## Stored items:
※ ※ ※

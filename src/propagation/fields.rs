//! Propagation keys and the set-field extraction shared by every channel.

use crate::context::CallContext;

pub const PROFILE: &str = "x-profile";
pub const TRACE_ID: &str = "x-trace-id";
pub const UID: &str = "x-uid";
pub const OP_ID: &str = "x-op-id";
pub const RUN_AS: &str = "x-run-as";
pub const ROLES: &str = "x-roles";
pub const BIZ_TYPES: &str = "x-biz-types";
pub const GROUP_ID: &str = "x-group-id";
pub const PLATFORM: &str = "x-platform";
pub const TOKEN: &str = "x-token";
pub const SHARE_TOKEN: &str = "x-share-token";
pub const REMOTE_IP: &str = "x-remote-ip";
pub const COMPANY_ID: &str = "x-company-id";
pub const PRODUCT: &str = "x-product";
pub const PRODUCTS: &str = "x-products";
pub const DEPARTMENT_IDS: &str = "x-department-ids";
pub const SOURCE: &str = "x-source";
pub const SINCE: &str = "x-since";

/// A set context field in its wire form.
#[derive(Debug, Clone, PartialEq, Eq)]
pub struct PropagatedField {
    pub key: &'static str,
    pub value: String,
    /// Credentials travel as headers only, never into baggage or spans.
    pub credential: bool,
    pub channel: Channel,
}

/// Which propagation channels a field is written to.
#[derive(Debug, Clone, Copy, PartialEq, Eq)]
pub enum Channel {
    All,
    HeadersOnly,
    TracingOnly,
}

impl PropagatedField {
    pub fn in_headers(&self) -> bool {
        self.channel != Channel::TracingOnly
    }

    pub fn in_tracing(&self) -> bool {
        self.channel != Channel::HeadersOnly && !self.credential
    }
}

fn join_ints<T: ToString>(values: &[T]) -> String {
    values
        .iter()
        .map(ToString::to_string)
        .collect::<Vec<_>>()
        .join(",")
}

/// Collect every set field of `ctx`. Unset fields are skipped.
pub fn propagated_fields(ctx: &CallContext) -> Vec<PropagatedField> {
    let mut out = Vec::new();
    let mut push = |key: &'static str, value: String, credential: bool, channel: Channel| {
        out.push(PropagatedField {
            key,
            value,
            credential,
            channel,
        });
    };

    if !ctx.profile.is_empty() {
        push(PROFILE, ctx.profile.clone(), false, Channel::All);
    }
    if !ctx.trace_id.is_empty() {
        push(TRACE_ID, ctx.trace_id.clone(), false, Channel::All);
    }
    if ctx.user_id > 0 {
        push(UID, ctx.user_id.to_string(), false, Channel::All);
    }
    if ctx.op_id > 0 {
        push(OP_ID, ctx.op_id.to_string(), false, Channel::All);
    }
    if ctx.run_as > 0 {
        push(RUN_AS, ctx.run_as.to_string(), false, Channel::TracingOnly);
    }
    if !ctx.roles.is_empty() {
        push(ROLES, ctx.roles.clone(), false, Channel::All);
    }
    if ctx.biz_types > 0 {
        push(BIZ_TYPES, ctx.biz_types.to_string(), false, Channel::All);
    }
    if ctx.group_id > 0 {
        push(GROUP_ID, ctx.group_id.to_string(), false, Channel::TracingOnly);
    }
    if !ctx.platform.is_empty() {
        push(PLATFORM, ctx.platform.clone(), false, Channel::All);
    }
    if !ctx.token.is_empty() {
        push(TOKEN, ctx.token.clone(), true, Channel::All);
    }
    if !ctx.share_token.is_empty() {
        push(SHARE_TOKEN, ctx.share_token.clone(), true, Channel::All);
    }
    if !ctx.remote_ip.is_empty() {
        push(REMOTE_IP, ctx.remote_ip.clone(), false, Channel::All);
    }
    if ctx.company_id > 0 {
        push(COMPANY_ID, ctx.company_id.to_string(), false, Channel::All);
    }
    if ctx.product > 0 {
        push(PRODUCT, ctx.product.to_string(), false, Channel::All);
    }
    if !ctx.products.is_empty() {
        push(PRODUCTS, join_ints(&ctx.products), false, Channel::All);
    }
    if !ctx.department_ids.is_empty() {
        push(DEPARTMENT_IDS, join_ints(&ctx.department_ids), false, Channel::All);
    }
    if !ctx.source.is_empty() {
        push(SOURCE, ctx.source.clone(), false, Channel::All);
    }
    if ctx.since > 0 {
        push(SINCE, ctx.since.to_string(), false, Channel::All);
    }

    out
}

※ ※ ※

## Task directions:
Using the records above, report each line with the string "derive".

## Result of the exercise:
#[derive(Debug, Clone, PartialEq, Eq)]
#[derive(Debug, Clone, Copy, PartialEq, Eq)]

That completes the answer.